ECLI:NL:RBROT:2016:939
Rechtbank Rotterdam
- Eerste aanleg - meervoudig
- Rechtspraak.nl
Beoordeling van de hoogte van het dagloon bij verblijf in het buitenland en WW-uitkering
In deze zaak heeft de Rechtbank Rotterdam op 10 februari 2016 uitspraak gedaan in een geschil tussen eiseres en de Raad van bestuur van het Uitvoeringsinstituut werknemersverzekeringen (UWV) over de hoogte van het dagloon in het kader van een WGA-uitkering. Eiseres, die in het buitenland verbleef met toestemming van het UWV, betwistte de vaststelling van haar dagloon, dat was gebaseerd op haar WW-uitkering in de referteperiode. Eiseres stelde dat haar verblijf in het buitenland als verlof moest worden aangemerkt, waardoor het dagloon anders berekend zou moeten worden volgens artikel 17 van het Dagloonbesluit.

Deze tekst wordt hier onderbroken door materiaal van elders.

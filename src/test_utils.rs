//! Test utilities for gemini-caller
//!
//! Scripted provider and temporary storage helpers shared by unit tests.

use crate::providers::{Provider, ProviderError};
use crate::storage::SqliteStorage;
use async_trait::async_trait;
use std::path::PathBuf;
use std::sync::Mutex;
use tempfile::TempDir;

/// Create a storage instance in a fresh temporary directory
///
/// Keep the returned `TempDir` alive for as long as the storage is used.
pub fn temp_storage() -> (SqliteStorage, TempDir) {
    let dir = TempDir::new().expect("Failed to create temporary directory");
    let storage =
        SqliteStorage::new_with_path(dir.path().join("history.db")).expect("create storage");
    (storage, dir)
}

/// Provider returning a fixed answer and recording every prompt it receives
pub struct ScriptedProvider {
    answer: std::result::Result<String, ProviderError>,
    prompts: Mutex<Vec<String>>,
    observe_db: Option<PathBuf>,
    purge_db: Option<PathBuf>,
    chats_during_call: Mutex<Vec<usize>>,
}

impl ScriptedProvider {
    /// Answer every call with a 2xx body
    pub fn replying(body: &str) -> Self {
        Self::with_answer(Ok(body.to_string()))
    }

    /// Answer every call with the given error
    pub fn failing(error: ProviderError) -> Self {
        Self::with_answer(Err(error))
    }

    fn with_answer(answer: std::result::Result<String, ProviderError>) -> Self {
        Self {
            answer,
            prompts: Mutex::new(Vec::new()),
            observe_db: None,
            purge_db: None,
            chats_during_call: Mutex::new(Vec::new()),
        }
    }

    /// Count the chats in this database at the moment of each call
    pub fn observing(mut self, db_path: PathBuf) -> Self {
        self.observe_db = Some(db_path);
        self
    }

    /// Delete every chat in this database while the call is in flight
    pub fn deleting_chats(mut self, db_path: PathBuf) -> Self {
        self.purge_db = Some(db_path);
        self
    }

    /// Prompts received so far
    pub fn prompts(&self) -> Vec<String> {
        self.prompts.lock().unwrap().clone()
    }

    /// Chat counts recorded by [`ScriptedProvider::observing`]
    pub fn chats_during_call(&self) -> Vec<usize> {
        self.chats_during_call.lock().unwrap().clone()
    }
}

#[async_trait]
impl Provider for ScriptedProvider {
    async fn generate_content(&self, prompt: &str) -> std::result::Result<String, ProviderError> {
        self.prompts.lock().unwrap().push(prompt.to_string());
        if let Some(path) = &self.observe_db {
            let storage = SqliteStorage::new_with_path(path.clone()).unwrap();
            let count = storage.list_chats().unwrap().len();
            self.chats_during_call.lock().unwrap().push(count);
        }
        if let Some(path) = &self.purge_db {
            let storage = SqliteStorage::new_with_path(path.clone()).unwrap();
            for chat in storage.list_chats().unwrap() {
                storage.delete_chat(chat.id).unwrap();
            }
        }
        self.answer.clone()
    }

    fn model(&self) -> String {
        "scripted".to_string()
    }
}

/// Success body in the Gemini response shape
pub fn gemini_body(text: &str) -> String {
    serde_json::json!({
        "candidates": [{ "content": { "parts": [{ "text": text }] } }]
    })
    .to_string()
}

De rechtbank overwoog dat artikel 17 van het Dagloonbesluit geen betrekking heeft op situaties waarin een WW-uitkering wordt genoten en met toestemming van het UWV in het buitenland wordt verbleven. De rechtbank concludeerde dat de wetgever in het Dagloonbesluit geen uitzondering heeft gemaakt voor deze situatie, ondanks dat eiseres altijd premie heeft betaald. De rechtbank oordeelde dat er geen strijd was met het non-discriminatiebeginsel, omdat de positie van een WW-uitkeringsgerechtigde niet gelijkgesteld kan worden aan die van een werknemer die verlof heeft.

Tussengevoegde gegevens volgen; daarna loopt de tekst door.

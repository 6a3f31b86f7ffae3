use crate::config::StorageConfig;
use crate::error::{GeminiCallerError, Result};
use chrono::{DateTime, Utc};
use directories::ProjectDirs;
use rusqlite::{params, Connection, OptionalExtension, Row};
use std::path::PathBuf;

pub mod types;
pub use types::{ChatId, ChatSession, MessageOrder, StoredMessage};

/// Storage backend for chats and their messages
pub struct SqliteStorage {
    db_path: PathBuf,
}

fn storage_error(context: &str, err: impl std::fmt::Display) -> GeminiCallerError {
    GeminiCallerError::Storage(format!("{}: {}", context, err))
}

fn millis_to_datetime(millis: i64) -> DateTime<Utc> {
    DateTime::<Utc>::from_timestamp_millis(millis).unwrap_or_default()
}

fn chat_from_row(row: &Row<'_>) -> rusqlite::Result<ChatSession> {
    Ok(ChatSession {
        id: row.get(0)?,
        created_at: millis_to_datetime(row.get(1)?),
        first_message: row.get(2)?,
    })
}

fn message_from_row(row: &Row<'_>) -> rusqlite::Result<StoredMessage> {
    Ok(StoredMessage {
        id: row.get(0)?,
        chat_id: row.get(1)?,
        user_message: row.get(2)?,
        response: row.get(3)?,
        timestamp: millis_to_datetime(row.get(4)?),
    })
}

impl SqliteStorage {
    /// Create a new storage instance
    ///
    /// Initializes the database file in the user's data directory, unless
    /// `GEMINI_CALLER_HISTORY_DB` points somewhere else.
    pub fn new() -> Result<Self> {
        if let Ok(override_path) = std::env::var("GEMINI_CALLER_HISTORY_DB") {
            return Self::new_with_path(override_path);
        }

        let proj_dirs = ProjectDirs::from("com", "gemini-caller", "gemini-caller").ok_or_else(
            || GeminiCallerError::Storage("Could not determine data directory".into()),
        )?;

        let data_dir = proj_dirs.data_dir();
        std::fs::create_dir_all(data_dir)
            .map_err(|e| storage_error("Failed to create data directory", e))?;

        Self::new_with_path(data_dir.join("history.db"))
    }

    /// Create a new storage instance that uses the specified database path.
    ///
    /// # Examples
    ///
    /// ```
    /// use gemini_caller::storage::SqliteStorage;
    ///
    /// let dir = tempfile::tempdir().unwrap();
    /// let storage = SqliteStorage::new_with_path(dir.path().join("history.db")).unwrap();
    /// assert!(storage.list_chats().unwrap().is_empty());
    /// ```
    pub fn new_with_path<P: Into<PathBuf>>(db_path: P) -> Result<Self> {
        let db_path = db_path.into();

        if let Some(parent) = db_path.parent() {
            std::fs::create_dir_all(parent)
                .map_err(|e| storage_error("Failed to create parent directory for database", e))?;
        }

        let storage = Self { db_path };
        storage.init()?;
        Ok(storage)
    }

    /// Open the storage described by the configuration
    pub fn from_config(config: &StorageConfig) -> Result<Self> {
        match &config.db_path {
            Some(path) => Self::new_with_path(path),
            None => Self::new(),
        }
    }

    /// Path of the underlying database file
    pub fn db_path(&self) -> &std::path::Path {
        &self.db_path
    }

    fn connect(&self) -> Result<Connection> {
        let conn = Connection::open(&self.db_path)
            .map_err(|e| storage_error("Failed to open database", e))?;
        conn.execute_batch("PRAGMA foreign_keys = ON;")
            .map_err(|e| storage_error("Failed to enable foreign keys", e))?;
        Ok(conn)
    }

    /// Initialize the database schema
    fn init(&self) -> Result<()> {
        let conn = self.connect()?;

        conn.execute_batch(
            "CREATE TABLE IF NOT EXISTS chats (
                id INTEGER PRIMARY KEY AUTOINCREMENT,
                created_at INTEGER NOT NULL,
                first_message TEXT
            );
            CREATE TABLE IF NOT EXISTS messages (
                id INTEGER PRIMARY KEY AUTOINCREMENT,
                chat_id INTEGER NOT NULL REFERENCES chats(id) ON DELETE CASCADE,
                user_message TEXT NOT NULL,
                response TEXT,
                timestamp INTEGER NOT NULL
            );
            CREATE INDEX IF NOT EXISTS idx_messages_chat_timestamp
                ON messages (chat_id, timestamp);",
        )
        .map_err(|e| storage_error("Failed to create tables", e))?;

        Ok(())
    }

    /// Create an empty chat stamped with the current time
    pub fn create_chat(&self) -> Result<ChatSession> {
        let conn = self.connect()?;
        let created_at = Utc::now().timestamp_millis();

        conn.execute(
            "INSERT INTO chats (created_at, first_message) VALUES (?, NULL)",
            params![created_at],
        )
        .map_err(|e| storage_error("Failed to insert chat", e))?;

        Ok(ChatSession {
            id: conn.last_insert_rowid(),
            created_at: millis_to_datetime(created_at),
            first_message: None,
        })
    }

    /// Check whether a chat exists
    pub fn chat_exists(&self, id: ChatId) -> Result<bool> {
        Ok(self.get_chat(id)?.is_some())
    }

    /// Load a chat by ID
    pub fn get_chat(&self, id: ChatId) -> Result<Option<ChatSession>> {
        let conn = self.connect()?;
        conn.query_row(
            "SELECT id, created_at, first_message FROM chats WHERE id = ?",
            params![id],
            chat_from_row,
        )
        .optional()
        .map_err(|e| storage_error("Failed to query chat", e).into())
    }

    /// List all chats, most recently created first
    pub fn list_chats(&self) -> Result<Vec<ChatSession>> {
        let conn = self.connect()?;
        let mut stmt = conn
            .prepare(
                "SELECT id, created_at, first_message
                FROM chats
                ORDER BY created_at DESC, id DESC",
            )
            .map_err(|e| storage_error("Failed to prepare statement", e))?;

        let chats = stmt
            .query_map([], chat_from_row)
            .map_err(|e| storage_error("Failed to query chats", e))?
            .collect::<rusqlite::Result<Vec<_>>>()
            .map_err(|e| storage_error("Failed to read chat row", e))?;

        Ok(chats)
    }

    /// Store a message under an existing chat
    ///
    /// The first message stored under a chat also becomes the chat's
    /// `first_message` label.
    ///
    /// # Errors
    ///
    /// Returns [`GeminiCallerError::ChatNotFound`] when the chat does not exist
    pub fn append_message(
        &self,
        chat_id: ChatId,
        user_message: &str,
        response: Option<&str>,
    ) -> Result<StoredMessage> {
        let mut conn = self.connect()?;
        let timestamp = Utc::now().timestamp_millis();

        let tx = conn
            .transaction()
            .map_err(|e| storage_error("Failed to start transaction", e))?;

        let exists = tx
            .query_row("SELECT 1 FROM chats WHERE id = ?", params![chat_id], |_| {
                Ok(())
            })
            .optional()
            .map_err(|e| storage_error("Failed to query chat", e))?
            .is_some();
        if !exists {
            return Err(GeminiCallerError::ChatNotFound(chat_id).into());
        }

        tx.execute(
            "INSERT INTO messages (chat_id, user_message, response, timestamp)
            VALUES (?, ?, ?, ?)",
            params![chat_id, user_message, response, timestamp],
        )
        .map_err(|e| storage_error("Failed to insert message", e))?;
        let id = tx.last_insert_rowid();

        tx.execute(
            "UPDATE chats SET first_message = ? WHERE id = ? AND first_message IS NULL",
            params![user_message, chat_id],
        )
        .map_err(|e| storage_error("Failed to update chat label", e))?;

        tx.commit()
            .map_err(|e| storage_error("Failed to commit transaction", e))?;

        Ok(StoredMessage {
            id,
            chat_id,
            user_message: user_message.to_string(),
            response: response.map(str::to_string),
            timestamp: millis_to_datetime(timestamp),
        })
    }

    /// All messages of a chat in the requested order
    ///
    /// Messages sharing a timestamp are ordered by insertion.
    pub fn messages(&self, chat_id: ChatId, order: MessageOrder) -> Result<Vec<StoredMessage>> {
        self.query_messages(chat_id, order, None)
    }

    /// The `limit` most recent messages of a chat, newest first
    pub fn recent_messages(&self, chat_id: ChatId, limit: usize) -> Result<Vec<StoredMessage>> {
        self.query_messages(chat_id, MessageOrder::NewestFirst, Some(limit))
    }

    fn query_messages(
        &self,
        chat_id: ChatId,
        order: MessageOrder,
        limit: Option<usize>,
    ) -> Result<Vec<StoredMessage>> {
        let conn = self.connect()?;

        let direction = match order {
            MessageOrder::Chronological => "ASC",
            MessageOrder::NewestFirst => "DESC",
        };
        // SQLite treats a negative LIMIT as "no limit"
        let limit = limit.map(|l| l as i64).unwrap_or(-1);
        let query = format!(
            "SELECT id, chat_id, user_message, response, timestamp
            FROM messages
            WHERE chat_id = ?
            ORDER BY timestamp {dir}, id {dir}
            LIMIT ?",
            dir = direction
        );

        let mut stmt = conn
            .prepare(&query)
            .map_err(|e| storage_error("Failed to prepare statement", e))?;

        let messages = stmt
            .query_map(params![chat_id, limit], message_from_row)
            .map_err(|e| storage_error("Failed to query messages", e))?
            .collect::<rusqlite::Result<Vec<_>>>()
            .map_err(|e| storage_error("Failed to read message row", e))?;

        Ok(messages)
    }

    /// Delete a chat and all of its messages
    ///
    /// Returns `false` when no chat had that ID.
    pub fn delete_chat(&self, id: ChatId) -> Result<bool> {
        let conn = self.connect()?;
        let deleted = conn
            .execute("DELETE FROM chats WHERE id = ?", params![id])
            .map_err(|e| storage_error("Failed to delete chat", e))?;
        Ok(deleted > 0)
    }
}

Uiteindelijk verklaarde de rechtbank het beroep van eiseres ongegrond en oordeelde dat het Dagloonbesluit als grondslag voor het bestreden besluit kon dienen. De rechtbank wees erop dat er geen aanleiding was voor een proceskostenveroordeling. De uitspraak is openbaar uitgesproken en partijen zijn geïnformeerd over de mogelijkheid tot hoger beroep.